* Records supplied
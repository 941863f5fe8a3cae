//! Redis Streams EventSource implementation (consumer groups).

use super::pool::RedisPool;
use super::PAYLOAD_FIELD;
use crate::ports::bus::{BusError, Delivery, EventSource, DEFAULT_CLAIM_IDLE};
use async_trait::async_trait;
use deadpool_redis::{redis, Connection};
use std::collections::HashMap;
use std::sync::Mutex;
use std::time::Duration;
use tracing::{debug, info};

/// Entries taken over per XAUTOCLAIM round trip.
const CLAIM_BATCH: usize = 100;

/// XREADGROUP reply: `[[stream, [[id, {field: value}]]]]`, nil on timeout.
type StreamReply = Option<Vec<(String, Vec<(String, HashMap<String, Vec<u8>>)>)>>;

/// Member `consumer` of consumer group `group` on stream `stream`.
///
/// On subscribe, entries other members have left pending for longer than
/// `claim_idle` are claimed for this member. Then entries this member holds
/// unacknowledged (its own from before a crash, or claimed) are handed out
/// again before any new entry.
pub struct RedisStreamSource {
    pool: RedisPool,
    stream: String,
    group: String,
    consumer: String,
    claim_idle: Duration,
    /// Position in this member's pending list; `None` once it is exhausted
    backlog_cursor: Mutex<Option<String>>,
}

impl RedisStreamSource {
    pub fn new(redis_url: &str, stream: &str, group: &str, consumer: &str) -> Self {
        Self {
            pool: RedisPool::new(redis_url),
            stream: stream.to_string(),
            group: group.to_string(),
            consumer: consumer.to_string(),
            claim_idle: DEFAULT_CLAIM_IDLE,
            backlog_cursor: Mutex::new(None),
        }
    }

    pub fn with_claim_idle(mut self, claim_idle: Duration) -> Self {
        self.claim_idle = claim_idle;
        self
    }

    /// Move idle entries of other members into this member's pending list.
    async fn claim_idle_entries(&self, conn: &mut Connection) -> Result<usize, BusError> {
        let mut cursor = String::from("0-0");
        let mut claimed = 0;
        loop {
            let reply: Vec<redis::Value> = redis::cmd("XAUTOCLAIM")
                .arg(&self.stream)
                .arg(&self.group)
                .arg(&self.consumer)
                .arg(self.claim_idle.as_millis() as u64)
                .arg(&cursor)
                .arg("COUNT")
                .arg(CLAIM_BATCH)
                .arg("JUSTID")
                .query_async(conn)
                .await?;
            let (next, count) = autoclaim_progress(&reply)?;
            claimed += count;
            if next == "0-0" {
                return Ok(claimed);
            }
            cursor = next;
        }
    }

    fn cursor(&self) -> Option<String> {
        self.backlog_cursor
            .lock()
            .unwrap_or_else(|e| e.into_inner())
            .clone()
    }

    fn set_cursor(&self, cursor: Option<String>) {
        *self.backlog_cursor.lock().unwrap_or_else(|e| e.into_inner()) = cursor;
    }

    async fn read(&self, start: &str, block: Option<Duration>) -> Result<Option<Delivery>, BusError> {
        let mut conn = self.pool.connection().await?;
        let mut cmd = redis::cmd("XREADGROUP");
        cmd.arg("GROUP")
            .arg(&self.group)
            .arg(&self.consumer)
            .arg("COUNT")
            .arg(1);
        if let Some(block) = block {
            // BLOCK 0 would wait forever.
            cmd.arg("BLOCK").arg(block.as_millis().max(1) as u64);
        }
        cmd.arg("STREAMS").arg(&self.stream).arg(start);

        let reply: StreamReply = cmd.query_async(&mut conn).await?;
        Ok(first_delivery(reply))
    }
}

/// XAUTOCLAIM reply: `[next-cursor, [claimed ids], [deleted ids]]`.
fn autoclaim_progress(reply: &[redis::Value]) -> Result<(String, usize), BusError> {
    let [cursor, ids, ..] = reply else {
        return Err(BusError::Command("unexpected XAUTOCLAIM reply".to_string()));
    };
    let cursor: String = redis::from_redis_value(cursor)?;
    let ids: Vec<String> = redis::from_redis_value(ids)?;
    Ok((cursor, ids.len()))
}

fn first_delivery(reply: StreamReply) -> Option<Delivery> {
    reply?
        .into_iter()
        .flat_map(|(_, entries)| entries)
        .next()
        .map(|(id, mut fields)| Delivery {
            id,
            // Entries deleted while pending come back without fields.
            payload: fields.remove(PAYLOAD_FIELD).unwrap_or_default(),
        })
}

#[async_trait]
impl EventSource for RedisStreamSource {
    async fn subscribe(&self) -> Result<(), BusError> {
        let mut conn = self.pool.connection().await?;
        let created: Result<(), redis::RedisError> = redis::cmd("XGROUP")
            .arg("CREATE")
            .arg(&self.stream)
            .arg(&self.group)
            .arg("0")
            .arg("MKSTREAM")
            .query_async(&mut conn)
            .await;
        match created {
            Ok(()) => info!(stream = %self.stream, group = %self.group, "created consumer group"),
            Err(err) if err.code() == Some("BUSYGROUP") => {
                debug!(stream = %self.stream, group = %self.group, "consumer group already exists")
            }
            Err(err) => return Err(err.into()),
        }
        let claimed = self.claim_idle_entries(&mut conn).await?;
        if claimed > 0 {
            info!(stream = %self.stream, consumer = %self.consumer, claimed, "took over idle pending entries");
        }
        self.set_cursor(Some("0".to_string()));
        Ok(())
    }

    async fn poll(&self, timeout: Duration) -> Result<Option<Delivery>, BusError> {
        if let Some(cursor) = self.cursor() {
            match self.read(&cursor, None).await? {
                Some(delivery) => {
                    self.set_cursor(Some(delivery.id.clone()));
                    return Ok(Some(delivery));
                }
                None => self.set_cursor(None),
            }
        }
        self.read(">", Some(timeout)).await
    }

    async fn ack(&self, id: &str) -> Result<(), BusError> {
        let mut conn = self.pool.connection().await?;
        let _acked: i64 = redis::cmd("XACK")
            .arg(&self.stream)
            .arg(&self.group)
            .arg(id)
            .query_async(&mut conn)
            .await?;
        Ok(())
    }

    async fn close(&self) {
        self.pool.close();
    }
}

* Assignment
Please transcribe the entire listing precisely.

* Result
repository 941863f5fe8a3cae
//! Redis Streams EventSource implementation (consumer groups).

use super::pool::RedisPool;
use super::PAYLOAD_FIELD;
use crate::ports::bus::{BusError, Delivery, EventSource, DEFAULT_CLAIM_IDLE};
use async_trait::async_trait;
use deadpool_redis::{redis, Connection};
use std::collections::HashMap;
use std::sync::Mutex;
use std::time::Duration;
use tracing::{debug, info};

/// Entries taken over per XAUTOCLAIM round trip.
const CLAIM_BATCH: usize = 100;

/// XREADGROUP reply: `[[stream, [[id, {field: value}]]]]`, nil on timeout.
type StreamReply = Option<Vec<(String, Vec<(String, HashMap<String, Vec<u8>>)>)>>;

/// Member `consumer` of consumer group `group` on stream `stream`.
///
/// On subscribe, entries other members have left pending for longer than
/// `claim_idle` are claimed for this member. Then entries this member holds
/// unacknowledged (its own from before a crash, or claimed) are handed out
/// again before any new entry.
pub struct RedisStreamSource {
    pool: RedisPool,
    stream: String,
    group: String,
    consumer: String,
    claim_idle: Duration,
    /// Position in this member's pending list; `None` once it is exhausted
    backlog_cursor: Mutex<Option<String>>,
}

impl RedisStreamSource {
    pub fn new(redis_url: &str, stream: &str, group: &str, consumer: &str) -> Self {
        Self {
            pool: RedisPool::new(redis_url),
            stream: stream.to_string(),
            group: group.to_string(),
            consumer: consumer.to_string(),
            claim_idle: DEFAULT_CLAIM_IDLE,
            backlog_cursor: Mutex::new(None),
        }
    }

    pub fn with_claim_idle(mut self, claim_idle: Duration) -> Self {
        self.claim_idle = claim_idle;
        self
    }

    /// Move idle entries of other members into this member's pending list.
    async fn claim_idle_entries(&self, conn: &mut Connection) -> Result<usize, BusError> {
        let mut cursor = String::from("0-0");
        let mut claimed = 0;
        loop {
            let reply: Vec<redis::Value> = redis::cmd("XAUTOCLAIM")
                .arg(&self.stream)
                .arg(&self.group)
                .arg(&self.consumer)
                .arg(self.claim_idle.as_millis() as u64)
                .arg(&cursor)
                .arg("COUNT")
                .arg(CLAIM_BATCH)
                .arg("JUSTID")
                .query_async(conn)
                .await?;
            let (next, count) = autoclaim_progress(&reply)?;
            claimed += count;
            if next == "0-0" {
                return Ok(claimed);
            }
            cursor = next;
        }
    }

    fn cursor(&self) -> Option<String> {
        self.backlog_cursor
            .lock()
            .unwrap_or_else(|e| e.into_inner())
            .clone()
    }

    fn set_cursor(&self, cursor: Option<String>) {
        *self.backlog_cursor.lock().unwrap_or_else(|e| e.into_inner()) = cursor;
    }

    async fn read(&self, start: &str, block: Option<Duration>) -> Result<Option<Delivery>, BusError> {
        let mut conn = self.pool.connection().await?;
        let mut cmd = redis::cmd("XREADGROUP");
        cmd.arg("GROUP")
            .arg(&self.group)
            .arg(&self.consumer)
            .arg("COUNT")
            .arg(1);
        if let Some(block) = block {
            // BLOCK 0 would wait forever.
            cmd.arg("BLOCK").arg(block.as_millis().max(1) as u64);
        }
        cmd.arg("STREAMS").arg(&self.stream).arg(start);

        let reply: StreamReply = cmd.query_async(&mut conn).await?;
        Ok(first_delivery(reply))
    }
}

/// XAUTOCLAIM reply: `[next-cursor, [claimed ids], [deleted ids]]`.
fn autoclaim_progress(reply: &[redis::Value]) -> Result<(String, usize), BusError> {
    let [cursor, ids, ..] = reply else {
        return Err(BusError::Command("unexpected XAUTOCLAIM reply".to_string()));
    };
    let cursor: String = redis::from_redis_value(cursor)?;
    let ids: Vec<String> = redis::from_redis_value(ids)?;
    Ok((cursor, ids.len()))
}

fn first_delivery(reply: StreamReply) -> Option<Delivery> {
    reply?
        .into_iter()
        .flat_map(|(_, entries)| entries)
        .next()
        .map(|(id, mut fields)| Delivery {
            id,
            // Entries deleted while pending come back without fields.
            payload: fields.remove(PAYLOAD_FIELD).unwrap_or_default(),
        })
}

#[async_trait]
impl EventSource for RedisStreamSource {
    async fn subscribe(&self) -> Result<(), BusError> {
        let mut conn = self.pool.connection().await?;
        let created: Result<(), redis::RedisError> = redis::cmd("XGROUP")
            .arg("CREATE")
            .arg(&self.stream)
            .arg(&self.group)
            .arg("0")
            .arg("MKSTREAM")
            .query_async(&mut conn)
            .await;
        match created {
            Ok(()) => info!(stream = %self.stream, group = %self.group, "created consumer group"),
            Err(err) if err.code() == Some("BUSYGROUP") => {
                debug!(stream = %self.stream, group = %self.group, "consumer group already exists")
            }
            Err(err) => return Err(err.into()),
        }
        let claimed = self.claim_idle_entries(&mut conn).await?;
        if claimed > 0 {
            info!(stream = %self.stream, consumer = %self.consumer, claimed, "took over idle pending entries");
        }
        self.set_cursor(Some("0".to_string()));
        Ok(())
    }

    async fn poll(&self, timeout: Duration) -> Result<Option<Delivery>, BusError> {
        if let Some(cursor) = self.cursor() {
            match self.read(&cursor, None).await? {
                Some(delivery) => {
                    self.set_cursor(Some(delivery.id.clone()));
                    return Ok(Some(delivery));
                }
                None => self.set_cursor(None),
            }
        }
        self.read(">", Some(timeout)).await
    }

    async fn ack(&self, id: &str) -> Result<(), BusError> {
        let mut conn = self.pool.connection().await?;
        let _acked: i64 = redis::cmd("XACK")
            .arg(&self.stream)
            .arg(&self.group)
            .arg(id)
            .query_async(&mut conn)
            .await?;
        Ok(())
    }

    async fn close(&self) {
        self.pool.close();
    }
}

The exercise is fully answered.